[BRIEF] Your output should be the entries below, exact in every detail.

---------- MATERIAL SHOWN ----------

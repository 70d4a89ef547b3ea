use std::sync::Mutex;
use std::time::Duration;

use indicatif::{ProgressBar, ProgressStyle};

#[derive(Debug, Clone)]
pub enum ProgressEvent {
    Phase(String),
    DownloadStarted {
        ordinal: usize,
        total: usize,
        file_name: String,
        content_length: Option<u64>,
    },
    Bytes(u64),
    DownloadFinished { ok: bool },
}

/// Best-effort progress callback. Implementations must not fail the run.
pub trait ProgressSink: Send + Sync {
    fn event(&self, event: ProgressEvent);
}

/// Terminal progress bars on stderr, one per download.
#[derive(Default)]
pub struct ConsoleProgress {
    bar: Mutex<Option<ProgressBar>>,
}

impl ConsoleProgress {
    pub fn new() -> Self {
        Self::default()
    }

    fn start(content_length: Option<u64>) -> ProgressBar {
        match content_length {
            Some(len) => {
                let bar = ProgressBar::new(len);
                if let Ok(style) = ProgressStyle::with_template(
                    "{msg} [{bar:10.green}] {bytes}/{total_bytes} ({bytes_per_sec})",
                ) {
                    bar.set_style(style.progress_chars("=> "));
                }
                bar
            }
            None => {
                let bar = ProgressBar::new_spinner();
                if let Ok(style) = ProgressStyle::with_template("{spinner:.green} {msg} {bytes}") {
                    bar.set_style(style);
                }
                bar.enable_steady_tick(Duration::from_millis(65));
                bar
            }
        }
    }
}

impl ProgressSink for ConsoleProgress {
    fn event(&self, event: ProgressEvent) {
        let Ok(mut guard) = self.bar.lock() else {
            return;
        };
        match event {
            ProgressEvent::Phase(message) => {
                if let Some(bar) = guard.as_ref() {
                    bar.println(&message);
                } else {
                    eprintln!("{message}");
                }
            }
            ProgressEvent::DownloadStarted {
                ordinal,
                total,
                file_name,
                content_length,
            } => {
                let bar = Self::start(content_length);
                bar.set_message(format!("[{ordinal}/{total}] Downloading \"{file_name}\"..."));
                if let Some(previous) = guard.replace(bar) {
                    previous.finish_and_clear();
                }
            }
            ProgressEvent::Bytes(count) => {
                if let Some(bar) = guard.as_ref() {
                    bar.inc(count);
                }
            }
            ProgressEvent::DownloadFinished { ok } => {
                if let Some(bar) = guard.take() {
                    if ok {
                        bar.finish();
                    } else {
                        bar.abandon_with_message("failed");
                    }
                }
            }
        }
    }
}

/// Drops every event.
pub struct SilentProgress;

impl ProgressSink for SilentProgress {
    fn event(&self, _event: ProgressEvent) {}
}
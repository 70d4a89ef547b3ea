use crate::domain::{EntryKind, FolderId, Forest, Item, NameResolution, Row, is_safe_segment};
use crate::error::SortlyError;

/// Where an attached row ended up.
#[derive(Debug, Clone, Copy, PartialEq, Eq)]
pub enum Attached {
    Root(FolderId),
    Folder(FolderId),
    Item { parent: FolderId },
}

#[derive(Debug, Clone, Copy, Default)]
pub struct TreeBuilder {
    resolution: NameResolution,
}

impl TreeBuilder {
    pub fn new(resolution: NameResolution) -> Self {
        Self { resolution }
    }

    /// Attaches one row. On error the forest is left unchanged.
    pub fn attach(&self, forest: &mut Forest, row: &Row) -> Result<Attached, SortlyError> {
        // Names become directory and file names under the root folder.
        if !is_safe_segment(&row.entry_name) {
            return Err(SortlyError::UnsafeName {
                row: row.row_index,
                name: row.entry_name.clone(),
            });
        }

        if row.ancestor_path.is_empty() {
            return match row.entry_kind {
                EntryKind::Folder => {
                    self.check_unique(forest, row)?;
                    Ok(Attached::Root(
                        forest.add_root(&row.entry_name, Some(Item::from_row(row))),
                    ))
                }
                EntryKind::Item => Err(SortlyError::TopLevelItem {
                    row: row.row_index,
                    name: row.entry_name.clone(),
                }),
            };
        }

        let parent = self.resolve_parent(forest, row)?;
        match row.entry_kind {
            EntryKind::Folder => {
                self.check_unique(forest, row)?;
                Ok(Attached::Folder(forest.add_child(
                    parent,
                    &row.entry_name,
                    Some(Item::from_row(row)),
                )))
            }
            EntryKind::Item => {
                forest.add_item(parent, Item::from_row(row));
                Ok(Attached::Item { parent })
            }
        }
    }

    // Every ancestor must resolve; the innermost one is the parent.
    fn resolve_parent(&self, forest: &Forest, row: &Row) -> Result<FolderId, SortlyError> {
        let mut parent = None;
        for ancestor in &row.ancestor_path {
            let found =
                forest
                    .find_by_name(ancestor)
                    .ok_or_else(|| SortlyError::DanglingAncestor {
                        row: row.row_index,
                        ancestor: ancestor.clone(),
                    })?;
            parent = Some(found);
        }
        parent.ok_or_else(|| SortlyError::MalformedRow {
            row: row.row_index,
            reason: "empty ancestor path".to_string(),
        })
    }

    fn check_unique(&self, forest: &Forest, row: &Row) -> Result<(), SortlyError> {
        if self.resolution == NameResolution::UniqueNames
            && forest.find_by_name(&row.entry_name).is_some()
        {
            return Err(SortlyError::DuplicateFolderName {
                row: row.row_index,
                name: row.entry_name.clone(),
            });
        }
        Ok(())
    }
}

----------

[EXERCISE RESPONSE]
repository 70d4a89ef547b3ea
use std::sync::Mutex;
use std::time::Duration;

use indicatif::{ProgressBar, ProgressStyle};

#[derive(Debug, Clone)]
pub enum ProgressEvent {
    Phase(String),
    DownloadStarted {
        ordinal: usize,
        total: usize,
        file_name: String,
        content_length: Option<u64>,
    },
    Bytes(u64),
    DownloadFinished { ok: bool },
}

/// Best-effort progress callback. Implementations must not fail the run.
pub trait ProgressSink: Send + Sync {
    fn event(&self, event: ProgressEvent);
}

/// Terminal progress bars on stderr, one per download.
#[derive(Default)]
pub struct ConsoleProgress {
    bar: Mutex<Option<ProgressBar>>,
}

impl ConsoleProgress {
    pub fn new() -> Self {
        Self::default()
    }

    fn start(content_length: Option<u64>) -> ProgressBar {
        match content_length {
            Some(len) => {
                let bar = ProgressBar::new(len);
                if let Ok(style) = ProgressStyle::with_template(
                    "{msg} [{bar:10.green}] {bytes}/{total_bytes} ({bytes_per_sec})",
                ) {
                    bar.set_style(style.progress_chars("=> "));
                }
                bar
            }
            None => {
                let bar = ProgressBar::new_spinner();
                if let Ok(style) = ProgressStyle::with_template("{spinner:.green} {msg} {bytes}") {
                    bar.set_style(style);
                }
                bar.enable_steady_tick(Duration::from_millis(65));
                bar
            }
        }
    }
}

impl ProgressSink for ConsoleProgress {
    fn event(&self, event: ProgressEvent) {
        let Ok(mut guard) = self.bar.lock() else {
            return;
        };
        match event {
            ProgressEvent::Phase(message) => {
                if let Some(bar) = guard.as_ref() {
                    bar.println(&message);
                } else {
                    eprintln!("{message}");
                }
            }
            ProgressEvent::DownloadStarted {
                ordinal,
                total,
                file_name,
                content_length,
            } => {
                let bar = Self::start(content_length);
                bar.set_message(format!("[{ordinal}/{total}] Downloading \"{file_name}\"..."));
                if let Some(previous) = guard.replace(bar) {
                    previous.finish_and_clear();
                }
            }
            ProgressEvent::Bytes(count) => {
                if let Some(bar) = guard.as_ref() {
                    bar.inc(count);
                }
            }
            ProgressEvent::DownloadFinished { ok } => {
                if let Some(bar) = guard.take() {
                    if ok {
                        bar.finish();
                    } else {
                        bar.abandon_with_message("failed");
                    }
                }
            }
        }
    }
}

/// Drops every event.
pub struct SilentProgress;

impl ProgressSink for SilentProgress {
    fn event(&self, _event: ProgressEvent) {}
}
repository 70d4a89ef547b3ea
use crate::domain::{EntryKind, FolderId, Forest, Item, NameResolution, Row, is_safe_segment};
use crate::error::SortlyError;

/// Where an attached row ended up.
#[derive(Debug, Clone, Copy, PartialEq, Eq)]
pub enum Attached {
    Root(FolderId),
    Folder(FolderId),
    Item { parent: FolderId },
}

#[derive(Debug, Clone, Copy, Default)]
pub struct TreeBuilder {
    resolution: NameResolution,
}

impl TreeBuilder {
    pub fn new(resolution: NameResolution) -> Self {
        Self { resolution }
    }

    /// Attaches one row. On error the forest is left unchanged.
    pub fn attach(&self, forest: &mut Forest, row: &Row) -> Result<Attached, SortlyError> {
        // Names become directory and file names under the root folder.
        if !is_safe_segment(&row.entry_name) {
            return Err(SortlyError::UnsafeName {
                row: row.row_index,
                name: row.entry_name.clone(),
            });
        }

        if row.ancestor_path.is_empty() {
            return match row.entry_kind {
                EntryKind::Folder => {
                    self.check_unique(forest, row)?;
                    Ok(Attached::Root(
                        forest.add_root(&row.entry_name, Some(Item::from_row(row))),
                    ))
                }
                EntryKind::Item => Err(SortlyError::TopLevelItem {
                    row: row.row_index,
                    name: row.entry_name.clone(),
                }),
            };
        }

        let parent = self.resolve_parent(forest, row)?;
        match row.entry_kind {
            EntryKind::Folder => {
                self.check_unique(forest, row)?;
                Ok(Attached::Folder(forest.add_child(
                    parent,
                    &row.entry_name,
                    Some(Item::from_row(row)),
                )))
            }
            EntryKind::Item => {
                forest.add_item(parent, Item::from_row(row));
                Ok(Attached::Item { parent })
            }
        }
    }

    // Every ancestor must resolve; the innermost one is the parent.
    fn resolve_parent(&self, forest: &Forest, row: &Row) -> Result<FolderId, SortlyError> {
        let mut parent = None;
        for ancestor in &row.ancestor_path {
            let found =
                forest
                    .find_by_name(ancestor)
                    .ok_or_else(|| SortlyError::DanglingAncestor {
                        row: row.row_index,
                        ancestor: ancestor.clone(),
                    })?;
            parent = Some(found);
        }
        parent.ok_or_else(|| SortlyError::MalformedRow {
            row: row.row_index,
            reason: "empty ancestor path".to_string(),
        })
    }

    fn check_unique(&self, forest: &Forest, row: &Row) -> Result<(), SortlyError> {
        if self.resolution == NameResolution::UniqueNames
            && forest.find_by_name(&row.entry_name).is_some()
        {
            return Err(SortlyError::DuplicateFolderName {
                row: row.row_index,
                name: row.entry_name.clone(),
            });
        }
        Ok(())
    }
}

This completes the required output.